THECanada-United States-Mexico Agreement (CUSMA) is a revised version of the North American Free Trade Agreement (NAFTA), signed on January 1, 1994, which aims to facilitate trade between the United States, Mexico and Canada. In addition to being the most ambitious trade agreement in history, NAFTA also created The largest free trade area in the world and brought together two rich developed countries and one less developed State. The agreement thus made it possible to promote the development of international trade by removing tariff and non-tariff customs barriers and national regulations that could restrict the importation of goods and services. In 2017, the President of the United States, Donald Trump, threatened to renegotiate the agreement or even cancel it. After numerous renegotiations, NAFTA was replaced by CUSMA on 1Er July 2020. This new agreement facilitates the temporary entry of businessmen and women who have American, Mexican or Canadian citizenship and who are engaged in trade in goods or services or in investment activities. The agreement also removes the need for all businessmen and women subject to it to obtain a labour market impact assessment. Finally, in the case of professionals and intra-company transferees, CUSMA speeds up the application process because the application can be submitted at the country's point of entry.

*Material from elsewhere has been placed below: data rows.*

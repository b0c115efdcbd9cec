use std::sync::{
    atomic::{AtomicUsize, Ordering},
    Arc,
};
use std::thread;
use std::time::{Duration, Instant};

use stampede_logserver::workers::WorkerPool;

fn wait_for(counter: &AtomicUsize, expected: usize) {
    let deadline = Instant::now() + Duration::from_secs(5);
    while counter.load(Ordering::Relaxed) != expected {
        assert!(Instant::now() < deadline, "jobs did not complete in time");
        thread::sleep(Duration::from_millis(5));
    }
}

#[test]
fn should_run_every_queued_job() {
    let pool = WorkerPool::new(2, 4, Duration::from_secs(60));
    let counter = Arc::new(AtomicUsize::new(0));

    for _ in 0..50 {
        let counter = counter.clone();
        pool.execute(Box::new(move || {
            counter.fetch_add(1, Ordering::Relaxed);
        }));
    }

    wait_for(&counter, 50);
    pool.shutdown();
}

#[test]
fn should_grow_past_core_size_when_jobs_block() {
    let pool = WorkerPool::new(1, 4, Duration::from_secs(60));
    let running = Arc::new(AtomicUsize::new(0));
    let done = Arc::new(AtomicUsize::new(0));

    // Each job parks until it sees all three running at once, which only
    // happens if the pool grew beyond its single core thread.
    for _ in 0..3 {
        let running = running.clone();
        let done = done.clone();
        pool.execute(Box::new(move || {
            running.fetch_add(1, Ordering::Relaxed);
            let deadline = Instant::now() + Duration::from_secs(5);
            while running.load(Ordering::Relaxed) < 3 && Instant::now() < deadline {
                thread::sleep(Duration::from_millis(5));
            }
            done.fetch_add(1, Ordering::Relaxed);
        }));
        // Give the pool a moment to see no idle threads.
        thread::sleep(Duration::from_millis(20));
    }

    wait_for(&done, 3);
    assert_eq!(running.load(Ordering::Relaxed), 3);
    pool.shutdown();
}

#[test]
fn should_shut_down_with_idle_threads() {
    let pool = WorkerPool::new(2, 10, Duration::from_secs(300));
    let counter = Arc::new(AtomicUsize::new(0));
    {
        let counter = counter.clone();
        pool.execute(Box::new(move || {
            counter.fetch_add(1, Ordering::Relaxed);
        }));
    }
    wait_for(&counter, 1);

    // Must return promptly even though core threads wait without timeout.
    pool.shutdown();
}

#[test]
fn should_not_accumulate_handles_of_retired_threads() {
    let pool = WorkerPool::new(1, 2, Duration::from_millis(50));

    // Each round forces a surplus thread into existence and then lets it
    // retire; tracked handles must stay bounded across rounds.
    for _ in 0..5 {
        let release = Arc::new(AtomicUsize::new(0));
        let running = Arc::new(AtomicUsize::new(0));
        let done = Arc::new(AtomicUsize::new(0));

        for submitted in 1..=2 {
            let release = release.clone();
            let job_running = running.clone();
            let done = done.clone();
            pool.execute(Box::new(move || {
                job_running.fetch_add(1, Ordering::Relaxed);
                let deadline = Instant::now() + Duration::from_secs(5);
                while release.load(Ordering::Relaxed) == 0 && Instant::now() < deadline {
                    thread::sleep(Duration::from_millis(2));
                }
                done.fetch_add(1, Ordering::Relaxed);
            }));
            // The next submission must find nobody idle, forcing growth.
            wait_for(&running, submitted);
        }

        release.store(1, Ordering::Relaxed);
        wait_for(&done, 2);
        // Long enough for the surplus thread to hit its idle timeout.
        thread::sleep(Duration::from_millis(200));
    }

    assert!(
        pool.thread_count() <= 3,
        "retired thread handles must be swept, found {}",
        pool.thread_count()
    );
    pool.shutdown();
}

#[test]
fn should_ignore_jobs_submitted_after_shutdown() {
    let pool = WorkerPool::new(1, 2, Duration::from_secs(60));
    pool.shutdown();

    let counter = Arc::new(AtomicUsize::new(0));
    let observer = counter.clone();
    pool.execute(Box::new(move || {
        observer.fetch_add(1, Ordering::Relaxed);
    }));
    thread::sleep(Duration::from_millis(50));
    assert_eq!(counter.load(Ordering::Relaxed), 0);
}
use config::Config;
use log::warn;
use serde::Deserialize;
use std::{env, path::PathBuf};

/// Name of the environment variable that overrides the log file destination.
/// It is consulted every time a record is flushed, so the destination can be
/// switched between records without restarting the server.
pub const LOG_FILE_VAR: &str = "STAMPEDE_LOG_FILE";

/// The log server configuration. Loaded once at process start and shared
/// read-only by every component; nothing reads settings from ambient state
/// after startup.
#[derive(Debug, Clone, Deserialize)]
#[serde(rename_all = "camelCase", default)]
pub struct ServerConfig {
    /// The logging port. Port 0 asks the OS for an ephemeral port.
    pub port: u16,

    /// The number of listener (dispatch) threads.
    pub listener_threads: usize,

    /// The listen queue size. Non-positive means the OS default.
    pub listen_queue_size: i32,

    /// Service thread pool sizing.
    pub service_threads: ServiceThreads,

    /// Chunk size in bytes for the segmented record buffers.
    pub buffer_size: usize,

    /// Size of the per-connection read buffer.
    pub read_buffer_size: usize,

    /// How long a worker probes for the first byte of a turn.
    pub probe_timeout_millis: u64,

    /// How long a worker waits for bytes while the protocol is undetermined.
    pub header_timeout_millis: u64,

    /// How long a worker waits for bytes while accumulating a record.
    pub read_timeout_millis: u64,

    /// Default destination for flushed records, unless overridden by the
    /// environment at flush time.
    pub log_file: PathBuf,
}

#[derive(Debug, Clone, Deserialize)]
#[serde(rename_all = "camelCase", default)]
pub struct ServiceThreads {
    /// Base number of service threads.
    pub core: usize,

    /// Maximum number of service threads.
    pub max: usize,

    /// Idle seconds before a surplus service thread is terminated.
    pub time_out: u64,
}

impl Default for ServerConfig {
    fn default() -> Self {
        Self {
            port: 9999,
            listener_threads: 1,
            listen_queue_size: -1,
            service_threads: ServiceThreads::default(),
            buffer_size: 2048,
            read_buffer_size: 2048,
            probe_timeout_millis: 100,
            header_timeout_millis: 1000,
            read_timeout_millis: 10000,
            log_file: env::temp_dir().join("log.xml"),
        }
    }
}

impl Default for ServiceThreads {
    fn default() -> Self {
        Self {
            core: 2,
            max: 10,
            time_out: 300,
        }
    }
}

impl ServerConfig {
    /// Merges the `Settings` file (if present) with `STAMPEDE_` environment
    /// overrides. A malformed or missing configuration is not fatal: the
    /// failure is logged and the documented defaults are used, so the server
    /// still starts.
    pub fn load() -> Self {
        let loaded = Config::builder()
            .add_source(config::File::with_name("Settings").required(false))
            .add_source(config::Environment::with_prefix("STAMPEDE"))
            .build()
            .and_then(|config| config.try_deserialize::<ServerConfig>());

        match loaded {
            Ok(config) => config,
            Err(e) => {
                warn!("Failed to load settings, falling back to defaults: {e}");
                ServerConfig::default()
            }
        }
    }

    /// The destination for the next flush, resolved at call time.
    pub fn flush_path(&self) -> PathBuf {
        env::var(LOG_FILE_VAR)
            .map(PathBuf::from)
            .unwrap_or_else(|_| self.log_file.clone())
    }
}
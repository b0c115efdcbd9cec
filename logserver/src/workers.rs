use log::{debug, warn};
use std::collections::VecDeque;
use std::sync::{Arc, Condvar, Mutex};
use std::thread::{self, JoinHandle};
use std::time::Duration;

pub type Job = Box<dyn FnOnce() + Send + 'static>;

struct PoolState {
    queue: VecDeque<Job>,
    /// Threads currently parked waiting for work.
    idle: usize,
    /// Threads alive, parked or running.
    live: usize,
    /// Total threads ever created, used for thread naming.
    spawned: usize,
    shutdown: bool,
}

struct PoolInner {
    state: Mutex<PoolState>,
    work_ready: Condvar,
    core: usize,
    max: usize,
    idle_timeout: Duration,
}

/// Grow-on-demand thread pool for connection servicing. Core threads stay
/// around for the life of the pool; extra threads are added when a job
/// arrives and nobody is idle, up to the maximum, and retire after sitting
/// idle for the timeout.
pub struct WorkerPool {
    inner: Arc<PoolInner>,
    threads: Mutex<Vec<JoinHandle<()>>>,
}

impl WorkerPool {
    pub fn new(core: usize, max: usize, idle_timeout: Duration) -> Self {
        let core = core.max(1);
        let max = max.max(core);
        let pool = Self {
            inner: Arc::new(PoolInner {
                state: Mutex::new(PoolState {
                    queue: VecDeque::new(),
                    idle: 0,
                    live: 0,
                    spawned: 0,
                    shutdown: false,
                }),
                work_ready: Condvar::new(),
                core,
                max,
                idle_timeout,
            }),
            threads: Mutex::new(Vec::new()),
        };
        for _ in 0..core {
            pool.spawn_worker(true);
        }
        pool
    }

    /// Queues a job. Adds a thread when every live one is busy and the pool
    /// has room to grow.
    pub fn execute(&self, job: Job) {
        let grow = {
            let mut state = self.inner.state.lock().unwrap();
            if state.shutdown {
                return;
            }
            state.queue.push_back(job);
            state.idle == 0 && state.live < self.inner.max
        };
        if grow {
            self.spawn_worker(false);
        }
        self.inner.work_ready.notify_one();
    }

    /// Number of thread handles currently tracked, finished or not.
    pub fn thread_count(&self) -> usize {
        self.threads.lock().unwrap().len()
    }

    /// Stops accepting work and joins every thread. Jobs already queued are
    /// abandoned.
    pub fn shutdown(&self) {
        {
            let mut state = self.inner.state.lock().unwrap();
            state.shutdown = true;
            state.queue.clear();
        }
        self.inner.work_ready.notify_all();
        let threads = {
            let mut guard = self.threads.lock().unwrap();
            std::mem::take(&mut *guard)
        };
        for handle in threads {
            if handle.join().is_err() {
                warn!("A service thread panicked");
            }
        }
    }

    fn spawn_worker(&self, is_core: bool) {
        let inner = self.inner.clone();
        let id = {
            let mut state = inner.state.lock().unwrap();
            state.live += 1;
            state.spawned += 1;
            state.spawned
        };
        let result = thread::Builder::new()
            .name(format!("service-{id}"))
            .spawn(move || worker_loop(inner, is_core));
        match result {
            Ok(handle) => {
                let mut threads = self.threads.lock().unwrap();
                // Retired surplus threads leave finished handles behind;
                // sweep them here so the list stays bounded under churn.
                threads.retain(|thread| !thread.is_finished());
                threads.push(handle);
            }
            Err(e) => {
                warn!("Failed to spawn service thread: {e}");
                self.inner.state.lock().unwrap().live -= 1;
            }
        }
    }
}

fn worker_loop(inner: Arc<PoolInner>, is_core: bool) {
    let mut state = inner.state.lock().unwrap();
    loop {
        if state.shutdown {
            break;
        }
        if let Some(job) = state.queue.pop_front() {
            drop(state);
            job();
            state = inner.state.lock().unwrap();
            continue;
        }
        state.idle += 1;
        if is_core {
            state = inner.work_ready.wait(state).unwrap();
            state.idle -= 1;
        } else {
            let (guard, timeout) = inner
                .work_ready
                .wait_timeout(state, inner.idle_timeout)
                .unwrap();
            state = guard;
            state.idle -= 1;
            // An extra thread that saw nothing for a full idle period
            // retires.
            if timeout.timed_out() && state.queue.is_empty() && !state.shutdown {
                debug!("Idle service thread retiring");
                break;
            }
        }
    }
    state.live -= 1;
}
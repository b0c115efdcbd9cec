use std::io::{self, Write};

/// Carriage return.
pub const CR: u8 = b'\r';

/// Line feed.
pub const LF: u8 = b'\n';

/// An expandable byte buffer backed by fixed-size chunks. The buffer grows
/// one chunk at a time and previously written data is never moved or
/// reallocated. It is intended for reuse: `clear()` resets the length to
/// zero but keeps every chunk already allocated, so a long-lived connection
/// pays the allocation cost only once.
pub struct SegmentedBuffer {
    chunk_size: usize,
    len: usize,
    chunks: Vec<Box<[u8]>>,
}

impl SegmentedBuffer {
    /// Constructs a buffer with the given chunk size, which is also the
    /// growth increment.
    pub fn new(chunk_size: usize) -> Self {
        assert!(chunk_size > 0, "chunk size must be non-zero");
        Self {
            chunk_size,
            len: 0,
            chunks: Vec::new(),
        }
    }

    /// The logical number of bytes written.
    pub fn len(&self) -> usize {
        self.len
    }

    pub fn is_empty(&self) -> bool {
        self.len == 0
    }

    /// The configured chunk size.
    pub fn chunk_size(&self) -> usize {
        self.chunk_size
    }

    /// Resets the buffer to empty without releasing any chunk memory.
    pub fn clear(&mut self) {
        self.len = 0;
    }

    /// Appends a slice, filling the active chunk and allocating (or reusing)
    /// further chunks as needed. Appending an empty slice is a no-op.
    pub fn append(&mut self, mut data: &[u8]) {
        while !data.is_empty() {
            let chunk = self.len / self.chunk_size;
            let offset = self.len % self.chunk_size;
            if chunk == self.chunks.len() {
                self.chunks.push(vec![0u8; self.chunk_size].into_boxed_slice());
            }
            let take = (self.chunk_size - offset).min(data.len());
            self.chunks[chunk][offset..offset + take].copy_from_slice(&data[..take]);
            self.len += take;
            data = &data[take..];
        }
    }

    /// Appends a single byte.
    pub fn append_byte(&mut self, b: u8) {
        self.append(&[b]);
    }

    /// The byte at `pos`. Panics if `pos` is past the end, like slice
    /// indexing does.
    pub fn byte_at(&self, pos: usize) -> u8 {
        assert!(pos < self.len, "position {} out of bounds for length {}", pos, self.len);
        self.chunks[pos / self.chunk_size][pos % self.chunk_size]
    }

    /// Copies bytes starting at `pos` into `dest`. If `dest` reaches past the
    /// end of the buffer only the available bytes are copied, and the count
    /// actually copied is returned.
    pub fn copy_to_slice(&self, pos: usize, dest: &mut [u8]) -> usize {
        assert!(pos <= self.len, "position {} out of bounds for length {}", pos, self.len);
        let count = dest.len().min(self.len - pos);
        let mut copied = 0;
        while copied < count {
            let from = pos + copied;
            let chunk = from / self.chunk_size;
            let offset = from % self.chunk_size;
            let take = (self.chunk_size - offset).min(count - copied);
            dest[copied..copied + take]
                .copy_from_slice(&self.chunks[chunk][offset..offset + take]);
            copied += take;
        }
        count
    }

    /// A copy of `length` bytes starting at `pos`. Panics if the range runs
    /// past the end of the buffer. A zero-length range at exactly `len()` is
    /// allowed and yields an empty vector.
    pub fn get_bytes(&self, pos: usize, length: usize) -> Vec<u8> {
        assert!(
            pos + length <= self.len,
            "range {}..{} out of bounds for length {}",
            pos,
            pos + length,
            self.len
        );
        let mut result = vec![0u8; length];
        self.copy_to_slice(pos, &mut result);
        result
    }

    /// A contiguous copy of the whole buffer.
    pub fn to_vec(&self) -> Vec<u8> {
        self.get_bytes(0, self.len)
    }

    /// A lossy UTF-8 view of part of the buffer.
    pub fn get_string(&self, pos: usize, length: usize) -> String {
        String::from_utf8_lossy(&self.get_bytes(pos, length)).into_owned()
    }

    /// Streams the whole buffer into a writer chunk by chunk, avoiding a
    /// joined intermediate copy. Returns the number of bytes written.
    pub fn write_to<W: Write>(&self, writer: &mut W) -> io::Result<usize> {
        let full_chunks = self.len / self.chunk_size;
        let remainder = self.len % self.chunk_size;
        for chunk in &self.chunks[..full_chunks] {
            writer.write_all(chunk)?;
        }
        if remainder > 0 {
            writer.write_all(&self.chunks[full_chunks][..remainder])?;
        }
        Ok(self.len)
    }

    /// Finds the first occurrence of `pattern` at or after `from`, scanning
    /// across chunk boundaries without materializing a contiguous copy.
    pub fn index_of(&self, pattern: &[u8], from: usize) -> Option<usize> {
        if from > self.len {
            return None;
        }
        if pattern.is_empty() {
            return Some(from);
        }
        if pattern.len() > self.len - from {
            return None;
        }
        let last = self.len - pattern.len();
        for start in from..=last {
            if self.matches_at(start, pattern) {
                return Some(start);
            }
        }
        None
    }

    /// True when the buffer's final bytes equal `pattern`. Cost depends only
    /// on the pattern length, not the buffer size.
    pub fn ends_with(&self, pattern: &[u8]) -> bool {
        if pattern.len() > self.len {
            return false;
        }
        self.matches_at(self.len - pattern.len(), pattern)
    }

    /// Finds the next line terminator (CR, LF, or the CR of a CRLF pair) at
    /// or after `from`.
    pub fn index_of_eol(&self, from: usize) -> Option<usize> {
        if from >= self.len {
            return None;
        }
        let mut chunk = from / self.chunk_size;
        let mut offset = from % self.chunk_size;
        for pos in from..self.len {
            let b = self.chunks[chunk][offset];
            if b == CR || b == LF {
                return Some(pos);
            }
            offset += 1;
            if offset == self.chunk_size {
                chunk += 1;
                offset = 0;
            }
        }
        None
    }

    /// Given the position of a line terminator, the position where the next
    /// line begins. Steps over a CRLF pair even when it straddles a chunk
    /// boundary. Returns `None` if `eol` is past the end; a terminator that
    /// is the very last byte yields `len()`.
    pub fn index_of_bol(&self, eol: usize) -> Option<usize> {
        if eol + 1 == self.len {
            return Some(self.len);
        }
        if eol >= self.len {
            return None;
        }
        if self.byte_at(eol) == CR && self.byte_at(eol + 1) == LF {
            Some(eol + 2)
        } else {
            Some(eol + 1)
        }
    }

    /// Obtains a tokenizing cursor positioned at the start of the buffer.
    pub fn tokenizer(&mut self) -> Tokenizer<'_> {
        Tokenizer {
            buffer: self,
            position: 0,
        }
    }

    fn matches_at(&self, pos: usize, pattern: &[u8]) -> bool {
        let mut chunk = pos / self.chunk_size;
        let mut offset = pos % self.chunk_size;
        for &expected in pattern {
            if self.chunks[chunk][offset] != expected {
                return false;
            }
            offset += 1;
            if offset == self.chunk_size {
                chunk += 1;
                offset = 0;
            }
        }
        true
    }

    /// Discards everything before `from` and shifts the remainder to the
    /// front, in place, reusing the existing chunks.
    fn compact(&mut self, from: usize) {
        if from == 0 {
            return;
        }
        if from >= self.len {
            self.clear();
            return;
        }
        let remaining = self.len - from;
        let mut copied = 0;
        while copied < remaining {
            let src = from + copied;
            let src_chunk = src / self.chunk_size;
            let src_offset = src % self.chunk_size;
            let dst_chunk = copied / self.chunk_size;
            let dst_offset = copied % self.chunk_size;
            let take = (self.chunk_size - src_offset)
                .min(self.chunk_size - dst_offset)
                .min(remaining - copied);
            if src_chunk == dst_chunk {
                // Destination never trails the source, so a forward
                // overlapping copy within one chunk is safe.
                self.chunks[src_chunk].copy_within(src_offset..src_offset + take, dst_offset);
            } else {
                let (front, back) = self.chunks.split_at_mut(src_chunk);
                front[dst_chunk][dst_offset..dst_offset + take]
                    .copy_from_slice(&back[0][src_offset..src_offset + take]);
            }
            copied += take;
        }
        self.len = remaining;
    }
}

/// A stateful cursor over one `SegmentedBuffer`, consuming lines and tokens
/// from front to back.
pub struct Tokenizer<'a> {
    buffer: &'a mut SegmentedBuffer,
    position: usize,
}

impl<'a> Tokenizer<'a> {
    /// The current cursor position.
    pub fn position(&self) -> usize {
        self.position
    }

    /// True once the cursor has consumed the whole buffer.
    pub fn end_of_data(&self) -> bool {
        self.position == self.buffer.len()
    }

    /// The next line, without its terminator. The cursor advances past the
    /// terminator, CRLF included. Returns `None` when no terminator remains.
    pub fn get_line(&mut self) -> Option<Vec<u8>> {
        let eol = self.buffer.index_of_eol(self.position)?;
        let line = self.buffer.get_bytes(self.position, eol - self.position);
        self.position = self.buffer.index_of_bol(eol).unwrap_or(self.buffer.len());
        Some(line)
    }

    /// The rest of the current line with surrounding whitespace removed, or
    /// everything up to the end of data when no terminator remains.
    pub fn get_trimmed_remainder(&mut self) -> Option<String> {
        if self.end_of_data() {
            return None;
        }
        let start = self.position;
        let end = match self.buffer.index_of_eol(start) {
            Some(eol) => {
                self.position = self.buffer.index_of_bol(eol).unwrap_or(self.buffer.len());
                eol
            }
            None => {
                self.position = self.buffer.len();
                self.buffer.len()
            }
        };
        if start == self.position {
            return None;
        }
        Some(self.buffer.get_string(start, end - start).trim().to_owned())
    }

    /// The bytes up to the next delimiter, as a string. The cursor then
    /// skips the run of delimiters that follows, so consecutive calls walk
    /// token by token. When no delimiter remains the rest of the buffer is
    /// returned and the cursor moves to the end of data.
    pub fn next_token(&mut self, delimiters: &[u8]) -> Option<String> {
        if self.end_of_data() {
            return None;
        }
        let start = self.position;
        let mut end = self.buffer.len();
        for pos in start..self.buffer.len() {
            if delimiters.contains(&self.buffer.byte_at(pos)) {
                end = pos;
                break;
            }
        }
        self.position = self.buffer.len();
        for pos in end..self.buffer.len() {
            if !delimiters.contains(&self.buffer.byte_at(pos)) {
                self.position = pos;
                break;
            }
        }
        Some(self.buffer.get_string(start, end - start))
    }

    /// Compacts the buffer by discarding everything before the cursor and
    /// shifting the remainder to the front. At end of data this is
    /// equivalent to `clear()`.
    pub fn flip(&mut self) {
        let from = self.position;
        self.buffer.compact(from);
        self.position = 0;
    }
}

The European Union (EU) is Canada's second largest trading partner. THEComprehensive Economic and Trade Agreement (CETA) between Canada and the European Union offers Canadian businesses a preferential access to the EU market and excellent growth opportunities in this region. September 21, 2022 marks the fifth anniversary of the provisional application of CETA. The agreement will come into full force when all EU member states have completed the ratification process. Until then, the provisional application of CETA continues and remains accessible to Canadian and European businesses. Since its creation, CETA has allowed a significant increase in bilateral trade and offered a particularly favourable environment for entrepreneurs on both sides of the Atlantic.